Idea #1: Don’t serve cops. We’ve always said that we cover all ideas here—not just the good ones. And this one falls squarely into the other category of ideas. A Buffalo Wild Wings unit in Manassas, Virginia, refused service to a group of police officers whose guns were showing. Another diner who saw the interaction notified BWW headquarters, the local paper picked up the story and the national media followed. The chain went into full crisis-prevention mode, visiting with the police to apologize and sending out press releases clarifying that “It's our policy to allow law enforcement officers to carry their guns in the restaurant," as a spokesperson said.

Idea #2: Make healthier kids’ meals. If you do, you’ll stand out from the pack. A study released last week showed that 91 percent of kids’ meals served at the nation’s largest restaurants failed nutritional standards set by the NRA. A full 97 percent failed to meet the stricter standards set by the Center for Science in the Public Interest, the body that commissioned the study.

Idea #3: Call out no-shows. Beverly Hills Vietnamese restaurant Red Medicine is on a Twitter campaign to shame reservation no-shows. “Hi Kyle Anderson (323),” one tweet reads. “I hope you enjoyed your gf’s bday and the flowers that you didn’t bring when you no-showed for your 815 res. Thanks.”

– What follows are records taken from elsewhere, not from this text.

//! 集合与实体包装
//!
//! [`CollectionService`] 表示某类资源的可查询集合，每次查询都重新访问平台；
//! [`CollectionEntity`] 把一次查询得到的快照与能够操作该实体的服务句柄绑定在一起。

use async_trait::async_trait;
use ovirtlib_sampler::{SamplerError, TimeoutingSampler};
use tracing::{debug, error, info};

use crate::condition::Wait;
use crate::connection::{Connection, ListParams, Service};
use crate::error::{OvirtError, Result};
use crate::models::{Link, Snapshot};

/// 资源集合
///
/// 每种资源类型实现 `service` 与 `entity_service`，其余操作由默认实现提供。
#[async_trait]
pub trait CollectionService: Send + Sync {
    /// 集合中单个实体的快照类型
    type Entity: Snapshot;

    fn connection(&self) -> &Connection;

    /// 集合服务，如 `vms_service()`
    fn service(&self) -> Service;

    /// 集合中单个实体的服务
    fn entity_service(&self, id: &str) -> Service;

    /// 按 ID 获取实体
    async fn get_entity_by_id(&self, id: &str) -> Result<CollectionEntity<Self::Entity>> {
        let service = self.entity_service(id);
        let entity = service.get::<Self::Entity>().await?;
        Ok(CollectionEntity::new(
            self.connection().clone(),
            entity,
            Some(service),
        ))
    }

    /// 列出集合中的实体
    ///
    /// 查询参数原样传递给 SDK；每个快照都绑定自己的服务句柄。
    async fn list(&self, params: &ListParams) -> Result<Vec<CollectionEntity<Self::Entity>>> {
        let snapshots = self.service().list::<Self::Entity>(params).await?;
        debug!("查询 {} 列表: {} 个", <Self::Entity as Snapshot>::KIND, snapshots.len());

        Ok(snapshots
            .into_iter()
            .map(|entity| {
                let service = self.entity_service(entity.id());
                CollectionEntity::new(self.connection().clone(), entity, Some(service))
            })
            .collect())
    }

    /// 查询实体，可选地等待条件满足
    ///
    /// 不指定 `wait` 时与 [`list`](Self::list) 相同；否则见 [`run_sampler`](Self::run_sampler)。
    async fn get(
        &self,
        params: &ListParams,
        wait: Option<Wait<Self::Entity>>,
    ) -> Result<Option<Vec<CollectionEntity<Self::Entity>>>> {
        match wait {
            Some(wait) => self.run_sampler(params, wait).await,
            None => self.list(params).await.map(Some),
        }
    }

    /// 轮询 `list` 直到条件满足
    ///
    /// 返回满足条件的结果；超时返回 `None` 并记录错误日志。
    async fn run_sampler(
        &self,
        params: &ListParams,
        wait: Wait<Self::Entity>,
    ) -> Result<Option<Vec<CollectionEntity<Self::Entity>>>> {
        let mut sampler = TimeoutingSampler::new(wait.timeout, wait.interval, || self.list(params));

        loop {
            match sampler.next_sample().await {
                Ok(sample) => {
                    if let Some(matched) = wait.wait_for.matches(sample?)? {
                        info!(
                            "{} 等待条件满足: wait_for={}, 第 {} 次采样",
                            <Self::Entity as Snapshot>::KIND,
                            wait.wait_for,
                            sampler.attempts()
                        );
                        return Ok(Some(matched));
                    }
                    debug!("{} 等待条件未满足: wait_for={}", <Self::Entity as Snapshot>::KIND, wait.wait_for);
                }
                Err(SamplerError::Timeout { timeout, attempts }) => {
                    error!(
                        "等待超时: {} wait_for={} 未满足 (超时 {:?}, 共 {} 次采样)",
                        <Self::Entity as Snapshot>::KIND,
                        wait.wait_for,
                        timeout,
                        attempts
                    );
                    return Ok(None);
                }
                Err(e) => return Err(e.into()),
            }
        }
    }

    /// 所有实体的显示名称，没有名称的实体被跳过
    async fn get_names(&self, params: &ListParams) -> Result<Vec<String>> {
        Ok(self
            .list(params)
            .await?
            .into_iter()
            .filter_map(|entity| entity.entity().name().map(str::to_string))
            .collect())
    }
}

/// 集合实体
///
/// 快照与服务句柄始终指向同一个远端实体。通过链接得到、
/// 又未指定目标集合的实体只有数据，没有服务句柄。
#[derive(Debug, Clone)]
pub struct CollectionEntity<T> {
    connection: Connection,
    entity: T,
    service: Option<Service>,
}

impl<T: Snapshot> CollectionEntity<T> {
    pub fn new(connection: Connection, entity: T, service: Option<Service>) -> Self {
        Self {
            connection,
            entity,
            service,
        }
    }

    pub fn connection(&self) -> &Connection {
        &self.connection
    }

    /// 快照
    pub fn entity(&self) -> &T {
        &self.entity
    }

    pub fn set_entity(&mut self, entity: T) {
        self.entity = entity;
    }

    pub fn into_entity(self) -> T {
        self.entity
    }

    /// 服务句柄
    pub fn service(&self) -> Option<&Service> {
        self.service.as_ref()
    }

    pub fn set_service(&mut self, service: Option<Service>) {
        self.service = service;
    }

    pub fn id(&self) -> &str {
        self.entity.id()
    }

    /// 服务句柄，数据实体返回 [`OvirtError::Unbound`]
    pub fn bound_service(&self) -> Result<&Service> {
        self.service
            .as_ref()
            .ok_or_else(|| OvirtError::Unbound(format!("{} {}", T::KIND, self.entity.id())))
    }

    /// 重新获取快照，整体替换
    pub async fn get(&mut self) -> Result<&mut Self> {
        let entity = self.bound_service()?.get::<T>().await?;
        self.entity = entity;
        Ok(self)
    }

    /// 解析链接，得到只有数据的实体
    pub async fn follow_link<U: Snapshot>(&self, link: &Link) -> Result<Vec<CollectionEntity<U>>> {
        let entities = self.connection.follow_link::<U>(link).await?;
        debug!("{} {} 链接 {} 解析到 {} 个 {}", T::KIND, self.id(), link.href, entities.len(), U::KIND);

        Ok(entities
            .into_iter()
            .map(|entity| CollectionEntity::new(self.connection.clone(), entity, None))
            .collect())
    }

    /// 解析链接，每个实体绑定到目标集合中对应的服务句柄
    pub async fn follow_link_in<C>(
        &self,
        link: &Link,
        collection: &C,
    ) -> Result<Vec<CollectionEntity<C::Entity>>>
    where
        C: CollectionService + ?Sized,
    {
        let mut entities = self.follow_link::<C::Entity>(link).await?;
        for entity in &mut entities {
            entity.service = Some(collection.entity_service(entity.entity.id()));
        }
        Ok(entities)
    }
}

Idea #4: Show your customers you care. A family goes to Olive Garden after helping at the dad’s parents’ house, which had just burned down. Making the rounds, the manager stops by their table and asks how they are. The daughter tells him, Grandpa’s house burned down.” The manager comps their meal.

Idea #5: Show your customers you care II. A mother takes her autistic 7-year-old daughter to a Chili’s. The young girl orders a cheeseburger, but is heartbroken when it shows up “broken”—it had been cut in half. Their fast-acting waitress relays the problem to the kitchen, which cooks another cheeseburger, which is delivered “fixed” to the table.